Dans l’écrin du Cabinet des Livres du duc d’Aumale, niché au cœur du château de Chantilly, se dévoile une exposition qui, initialement prévue jusqu’au 30 avril, se prolongera jusqu’au 30 août. L'extraordinaire collection bibliophilique, témoin de l’intérêt tout particulier du duc pour le genre de la Fable, de la tradition ésopique à La Fontaine, et jusqu’au XIXe siècle, nous fait découvrir l’histoire et quelques chefs-d’œuvre de ce genre dont nous gardons tous un souvenir d’école… Visite guidée en compagnie de Marie-Pierre Dion, conservatrice générale des bibliothèques et commissaire de l'exposition.
Au Moyen Âge et à la Renaissance, les fables sont un genre très populaire, qui donne lieu à un très grand nombre de copies ou d'éditions de livres. Des auteurs émergent et font un effort d'originalité, mais ce sera évidemment Jean de La Fontaine, dont le duc possède toutes les éditions originales possibles, qui transfigurera le genre au XVIIe siècle. Après lui, un certain nombre d'auteurs essaieront de faire aussi bien que le maître, mais sans y parvenir vraiment. La postérité ne les aura pas retenus, mais leur publication aura donné jour à des ouvrages remarquables. Le duc d’Aumale, en bibliophile très sensible, accordera au genre une place de choix dans sa collection ; la fable, très utilisée en politique, a certainement dû faire sourire ou rire le duc, notamment celles écrites contre son père ou l'empereur Napoléon III, puisque le genre perdurera au XIXe s…
Et il faut dire que l'univers de la fable se marie particulièrement bien avec l'univers de Chantilly : on retrouve des scènes de fables dans la délicieuse Petite Singerie (pièce richement ornementée aux décors peints, où des singes s’égayent d’un panneau à l’autre) jusque sur les porcelaines, et les espaces, jardins et parterres de l’ancienne Ménagerie conçue par Le Nôtre portaient chacun les noms de fables de La Fontaine…

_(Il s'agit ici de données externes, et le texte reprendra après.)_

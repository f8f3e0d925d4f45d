//! Seed cache file format definitions
//!
//! A cache file lists the Gen 5 IV seeds whose IV frames hit one pattern
//! within a frame window. Only the seeds are stored; the matching frames are
//! re-simulated when the file is loaded.
//!
//! ```text
//! offset  size  field
//! 0       8     magic "SFCACHE\0"
//! 8       4     format version (LE)
//! 12      4     max frame (LE)
//! 16      4     cache kind (LE)
//! 20      ..    seed deltas as varints (7 bits per byte, high bit = more)
//! end-4   4     seed count (LE)
//! ```
//!
//! The first delta is taken from 0 and seeds are strictly increasing.

use crate::constants::{
    CACHE_FORMAT_VERSION, CACHE_HEADER_SIZE, CACHE_MAGIC, CACHE_TRAILER_SIZE, MAX_VARINT_LEN,
};
use crate::domain::criteria::IvCriteria;
use crate::domain::frame::{FrameGenerator, Gen5IvGenerator, Gen5IvKind};
use crate::domain::types::{Ivs, Stat};
use serde::{Deserialize, Serialize};
use thiserror::Error;

// =============================================================================
// Cache kinds
// =============================================================================

/// IV spread a cache is built for
#[derive(Clone, Copy, Debug, PartialEq, Eq, Hash, Serialize, Deserialize)]
pub enum IvPattern {
    /// 31 in every stat
    Flawless,
    /// 31 in every stat except SpA
    PhysicalFlawless,
    /// 31 in every stat except Atk
    SpecialFlawless,
    /// 31 in every stat except Spe
    TrickRoomFlawless,
}

impl IvPattern {
    pub const ALL: [IvPattern; 4] = [
        IvPattern::Flawless,
        IvPattern::PhysicalFlawless,
        IvPattern::SpecialFlawless,
        IvPattern::TrickRoomFlawless,
    ];

    /// Stat left unconstrained
    pub const fn free_stat(self) -> Option<Stat> {
        match self {
            IvPattern::Flawless => None,
            IvPattern::PhysicalFlawless => Some(Stat::SpA),
            IvPattern::SpecialFlawless => Some(Stat::Atk),
            IvPattern::TrickRoomFlawless => Some(Stat::Spe),
        }
    }

    pub fn matches(self, ivs: Ivs) -> bool {
        Stat::ALL
            .iter()
            .all(|&stat| Some(stat) == self.free_stat() || ivs.stat(stat) == Ivs::MAX_VALUE)
    }

    /// Most specific pattern whose hits include every IV spread `criteria`
    /// accepts
    pub fn for_criteria(criteria: &IvCriteria) -> Option<IvPattern> {
        let min = criteria.min();
        let maxed = |stat: Stat| min.stat(stat) == Ivs::MAX_VALUE;
        Self::ALL.into_iter().find(|pattern| {
            Stat::ALL
                .iter()
                .all(|&stat| Some(stat) == pattern.free_stat() || maxed(stat))
        })
    }

    const fn code(self) -> u32 {
        match self {
            IvPattern::Flawless => 0,
            IvPattern::PhysicalFlawless => 1,
            IvPattern::SpecialFlawless => 2,
            IvPattern::TrickRoomFlawless => 3,
        }
    }

    const fn name(self) -> &'static str {
        match self {
            IvPattern::Flawless => "flawless",
            IvPattern::PhysicalFlawless => "physical",
            IvPattern::SpecialFlawless => "special",
            IvPattern::TrickRoomFlawless => "trickroom",
        }
    }
}

/// Identity of a cache: IV pattern and stat order
#[derive(Clone, Copy, Debug, PartialEq, Eq, Hash, Serialize, Deserialize)]
pub struct CacheKind {
    pub pattern: IvPattern,
    /// IV frames use the roamer stat order
    pub roamer: bool,
}

impl CacheKind {
    pub const fn new(pattern: IvPattern, roamer: bool) -> Self {
        Self { pattern, roamer }
    }

    /// Header encoding: pattern code in the low byte, roamer flag in bit 8
    pub const fn code(self) -> u32 {
        self.pattern.code() | (self.roamer as u32) << 8
    }

    pub fn from_code(code: u32) -> Result<Self, CacheFormatError> {
        let pattern = IvPattern::ALL
            .into_iter()
            .find(|p| p.code() == code & 0xFF)
            .ok_or(CacheFormatError::UnknownKind(code))?;
        if code >> 9 != 0 {
            return Err(CacheFormatError::UnknownKind(code));
        }
        Ok(Self {
            pattern,
            roamer: code & 0x100 != 0,
        })
    }

    pub const fn iv_kind(self) -> Gen5IvKind {
        if self.roamer { Gen5IvKind::Roamer } else { Gen5IvKind::Normal }
    }

    /// Conventional file name for a cache of this kind
    pub fn file_name(self, max_frame: u32) -> String {
        let order = if self.roamer { "roamer" } else { "normal" };
        format!("{}_{}_{}.sfcache", self.pattern.name(), order, max_frame)
    }
}

/// One IV frame hit, re-simulated at load time
#[derive(Clone, Copy, Debug, PartialEq, Eq, Hash, PartialOrd, Ord, Serialize, Deserialize)]
pub struct CacheEntry {
    pub iv_seed: u32,
    pub frame: u32,
    /// Packed IVs of the frame (see [`Ivs::word`])
    pub iv_word: u32,
}

/// IV frames `1..=max_frame` of `iv_seed` that hit `kind`'s pattern
pub fn hits(iv_seed: u32, kind: CacheKind, max_frame: u32) -> impl Iterator<Item = CacheEntry> {
    let mut generator = Gen5IvGenerator::new(iv_seed, kind.iv_kind());
    (0..max_frame).filter_map(move |_| {
        generator.advance();
        let frame = generator.current();
        kind.pattern.matches(frame.ivs).then(|| CacheEntry {
            iv_seed,
            frame: frame.number,
            iv_word: frame.ivs.word(),
        })
    })
}

// =============================================================================
// Header
// =============================================================================

#[derive(Clone, Copy, Debug, PartialEq, Eq)]
pub struct CacheHeader {
    pub version: u32,
    pub max_frame: u32,
    pub kind: CacheKind,
}

impl CacheHeader {
    pub fn new(kind: CacheKind, max_frame: u32) -> Self {
        Self {
            version: CACHE_FORMAT_VERSION,
            max_frame,
            kind,
        }
    }

    pub fn to_bytes(&self) -> [u8; CACHE_HEADER_SIZE] {
        let mut buf = [0u8; CACHE_HEADER_SIZE];
        buf[0..8].copy_from_slice(&CACHE_MAGIC);
        buf[8..12].copy_from_slice(&self.version.to_le_bytes());
        buf[12..16].copy_from_slice(&self.max_frame.to_le_bytes());
        buf[16..20].copy_from_slice(&self.kind.code().to_le_bytes());
        buf
    }

    pub fn from_bytes(buf: &[u8]) -> Result<Self, CacheFormatError> {
        if buf.len() < CACHE_HEADER_SIZE {
            return Err(CacheFormatError::Truncated);
        }
        if buf[0..8] != CACHE_MAGIC {
            return Err(CacheFormatError::InvalidMagic);
        }
        let version = read_u32(&buf[8..12]);
        if version != CACHE_FORMAT_VERSION {
            return Err(CacheFormatError::UnsupportedVersion(version));
        }
        Ok(Self {
            version,
            max_frame: read_u32(&buf[12..16]),
            kind: CacheKind::from_code(read_u32(&buf[16..20]))?,
        })
    }
}

#[inline]
fn read_u32(bytes: &[u8]) -> u32 {
    u32::from_le_bytes([bytes[0], bytes[1], bytes[2], bytes[3]])
}

// =============================================================================
// Errors
// =============================================================================

/// Cache file format errors
#[derive(Debug, Clone, PartialEq, Eq, Error)]
pub enum CacheFormatError {
    #[error("invalid file format: not a seed cache file")]
    InvalidMagic,

    #[error("unsupported cache format version: {0}")]
    UnsupportedVersion(u32),

    #[error("unknown cache kind: {0:#x}")]
    UnknownKind(u32),

    #[error("cache file is truncated")]
    Truncated,

    #[error("cache declares {declared} seeds but can hold at most {max}")]
    CountMismatch { declared: u32, max: u64 },

    #[error("cache seeds are not strictly increasing")]
    NotIncreasing,

    #[error("cache file has {0} bytes after the last seed")]
    TrailingBytes(usize),

    #[error("cache header does not match the requested kind or frame window")]
    HeaderMismatch,
}

// =============================================================================
// Body
// =============================================================================

fn write_varint(out: &mut Vec<u8>, mut value: u32) {
    while value >= 0x80 {
        out.push((value as u8 & 0x7F) | 0x80);
        value >>= 7;
    }
    out.push(value as u8);
}

fn read_varint(bytes: &[u8], pos: &mut usize) -> Result<u32, CacheFormatError> {
    let mut value = 0u64;
    for i in 0..MAX_VARINT_LEN {
        let &byte = bytes.get(*pos).ok_or(CacheFormatError::Truncated)?;
        *pos += 1;
        value |= ((byte & 0x7F) as u64) << (7 * i);
        if byte & 0x80 == 0 {
            return u32::try_from(value).map_err(|_| CacheFormatError::NotIncreasing);
        }
    }
    // a 32-bit delta never needs a sixth byte
    Err(CacheFormatError::NotIncreasing)
}

/// Serialize a full cache file
///
/// `seeds` must be strictly increasing.
pub fn encode(header: &CacheHeader, seeds: &[u32]) -> Result<Vec<u8>, CacheFormatError> {
    let mut out = Vec::with_capacity(CACHE_HEADER_SIZE + seeds.len() * 3 + CACHE_TRAILER_SIZE);
    out.extend_from_slice(&header.to_bytes());

    let mut previous: Option<u32> = None;
    for &seed in seeds {
        let delta = match previous {
            None => seed,
            Some(p) if seed > p => seed - p,
            Some(_) => return Err(CacheFormatError::NotIncreasing),
        };
        write_varint(&mut out, delta);
        previous = Some(seed);
    }

    let count = u32::try_from(seeds.len()).map_err(|_| CacheFormatError::CountMismatch {
        declared: u32::MAX,
        max: seeds.len() as u64,
    })?;
    out.extend_from_slice(&count.to_le_bytes());
    Ok(out)
}

/// Parse a full cache file
pub fn decode(bytes: &[u8]) -> Result<(CacheHeader, Vec<u32>), CacheFormatError> {
    let header = CacheHeader::from_bytes(bytes)?;
    if bytes.len() < CACHE_HEADER_SIZE + CACHE_TRAILER_SIZE {
        return Err(CacheFormatError::Truncated);
    }
    let body = &bytes[CACHE_HEADER_SIZE..bytes.len() - CACHE_TRAILER_SIZE];
    let count = read_u32(&bytes[bytes.len() - CACHE_TRAILER_SIZE..]);
    if count as u64 > body.len() as u64 {
        return Err(CacheFormatError::CountMismatch {
            declared: count,
            max: body.len() as u64,
        });
    }

    let mut seeds = Vec::with_capacity(count as usize);
    let mut pos = 0usize;
    let mut seed = 0u32;
    for i in 0..count {
        let delta = read_varint(body, &mut pos)?;
        if i > 0 && delta == 0 {
            return Err(CacheFormatError::NotIncreasing);
        }
        seed = seed.checked_add(delta).ok_or(CacheFormatError::NotIncreasing)?;
        seeds.push(seed);
    }
    if pos != body.len() {
        return Err(CacheFormatError::TrailingBytes(body.len() - pos));
    }
    Ok((header, seeds))
}

#[cfg(test)]
mod tests {
    use super::*;

    fn kind() -> CacheKind {
        CacheKind::new(IvPattern::SpecialFlawless, true)
    }

    #[test]
    fn test_header_bytes() {
        let header = CacheHeader::new(kind(), 8);
        let bytes = header.to_bytes();
        assert_eq!(&bytes[0..8], b"SFCACHE\0");
        assert_eq!(&bytes[8..12], &[1, 0, 0, 0]);
        assert_eq!(&bytes[12..16], &[8, 0, 0, 0]);
        assert_eq!(&bytes[16..20], &[2, 1, 0, 0]);
        assert_eq!(CacheHeader::from_bytes(&bytes), Ok(header));
    }

    #[test]
    fn test_varint_layout() {
        let mut out = Vec::new();
        write_varint(&mut out, 0);
        write_varint(&mut out, 0x7F);
        write_varint(&mut out, 0x80);
        write_varint(&mut out, u32::MAX);
        assert_eq!(out, vec![0x00, 0x7F, 0x80, 0x01, 0xFF, 0xFF, 0xFF, 0xFF, 0x0F]);
    }

    #[test]
    fn test_encode_decode() {
        let seeds = vec![0, 1, 300, 0x0001_0000, 0xFFFF_FFFF];
        let header = CacheHeader::new(kind(), 50);
        let bytes = encode(&header, &seeds).unwrap();
        assert_eq!(decode(&bytes), Ok((header, seeds)));
    }

    #[test]
    fn test_rejects_unsorted_input() {
        let header = CacheHeader::new(kind(), 8);
        assert_eq!(encode(&header, &[5, 5]), Err(CacheFormatError::NotIncreasing));
        assert_eq!(encode(&header, &[5, 4]), Err(CacheFormatError::NotIncreasing));
    }

    #[test]
    fn test_bad_files() {
        let header = CacheHeader::new(kind(), 8);
        let good = encode(&header, &[10, 20, 1000]).unwrap();

        let mut magic = good.clone();
        magic[0] = b'X';
        assert_eq!(decode(&magic), Err(CacheFormatError::InvalidMagic));

        let mut version = good.clone();
        version[8] = 9;
        assert_eq!(decode(&version), Err(CacheFormatError::UnsupportedVersion(9)));

        assert_eq!(decode(&good[..10]), Err(CacheFormatError::Truncated));

        // drop one body byte but keep the trailer
        let mut short = good[..good.len() - 5].to_vec();
        short.extend_from_slice(&3u32.to_le_bytes());
        assert_eq!(decode(&short), Err(CacheFormatError::Truncated));

        let mut long = good[..good.len() - 4].to_vec();
        long.push(0x05);
        long.extend_from_slice(&3u32.to_le_bytes());
        assert_eq!(decode(&long), Err(CacheFormatError::TrailingBytes(1)));

        let mut huge = good[..good.len() - 4].to_vec();
        huge.extend_from_slice(&1000u32.to_le_bytes());
        assert!(matches!(decode(&huge), Err(CacheFormatError::CountMismatch { declared: 1000, .. })));
    }

    #[test]
    fn test_zero_delta_rejected() {
        let mut bytes = CacheHeader::new(kind(), 8).to_bytes().to_vec();
        bytes.extend_from_slice(&[0x03, 0x00]);
        bytes.extend_from_slice(&2u32.to_le_bytes());
        assert_eq!(decode(&bytes), Err(CacheFormatError::NotIncreasing));
    }

    #[test]
    fn test_pattern_matching() {
        let special = Ivs::new([31, 0, 31, 31, 31, 31]);
        assert!(IvPattern::SpecialFlawless.matches(special));
        assert!(!IvPattern::Flawless.matches(special));
        assert!(!IvPattern::PhysicalFlawless.matches(special));
        assert!(IvPattern::Flawless.matches(Ivs::PERFECT));
    }

    #[test]
    fn test_pattern_for_criteria() {
        let flawless = IvCriteria::at_least(Ivs::PERFECT);
        assert_eq!(IvPattern::for_criteria(&flawless), Some(IvPattern::Flawless));

        let trick_room = IvCriteria::new(Ivs::new([31, 31, 31, 31, 31, 0]), Ivs::new([31, 31, 31, 31, 31, 1])).unwrap();
        assert_eq!(IvPattern::for_criteria(&trick_room), Some(IvPattern::TrickRoomFlawless));

        let loose = IvCriteria::at_least(Ivs::new([30, 31, 31, 31, 31, 31]));
        assert_eq!(IvPattern::for_criteria(&loose), None);
    }

    #[test]
    fn test_hits() {
        let kind = CacheKind::new(IvPattern::SpecialFlawless, false);
        let hits: Vec<_> = hits(7_888_472, kind, 8).collect();
        assert_eq!(hits.len(), 1);
        assert_eq!(hits[0].frame, 2);
        let ivs = Ivs::from_word(hits[0].iv_word);
        assert!(IvPattern::SpecialFlawless.matches(ivs));
        assert_ne!(ivs.stat(Stat::Atk), 31);

        assert_eq!(super::hits(7_888_472, kind, 1).count(), 0);
        assert_eq!(super::hits(1_536_853, kind, 6).count(), 0);
        assert_eq!(super::hits(1_536_853, kind, 7).count(), 1);
    }

    #[test]
    fn test_kind_codes() {
        for pattern in IvPattern::ALL {
            for roamer in [false, true] {
                let kind = CacheKind::new(pattern, roamer);
                assert_eq!(CacheKind::from_code(kind.code()), Ok(kind));
            }
        }
        assert!(CacheKind::from_code(7).is_err());
        assert_eq!(kind().file_name(8), "special_roamer_8.sfcache");
    }
}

De l’Antiquité au Moyen Âge : exercices de style
Rappelons en premier lieu que la fable est un type de récit très court, souvent très amusant, qui permet de déboucher sur une morale ou une leçon, et qui sans en avoir l'air permet à un auteur de conduire son lecteur à une vérité supérieure, une morale ou une leçon de philosophie.
Dès le départ, le genre n’est pas autonome : c'est un récit, un petit exemple frappant, enchâssé par un auteur dans une œuvre plus importante, un instrument rhétorique qui permet d'appuyer un discours de manière forte.
La première fable connue, celle du Rossignol et de l’épervier, est citée par Hésiode dans Les travaux et les jours. Mais c’est avec Ésope (620 ? - 560? av. J.-C.) que le genre prendra une forme « académique », avec une pérennité avérée, puisqu’y figurent déjà Le loup et l’agneau, Le corbeau et le renard ou encore Le lièvre et la tortue.
Les premiers recueils de fables attribuées à Esope ne sont pas des fabliers au sens où nous l'entendons aujourd'hui : ils contiennent des résumés de fables et sont destinés aux élèves des écoles de rhétorique grecques et latines qui ont à les traduire ou les développer. L'exposition présente des petits livres scolaires qui perpétuent cette tradition au XVe siècle ainsi que des livres savants où les humanistes s'efforcent de constituer des corpus de textes corrects et complets.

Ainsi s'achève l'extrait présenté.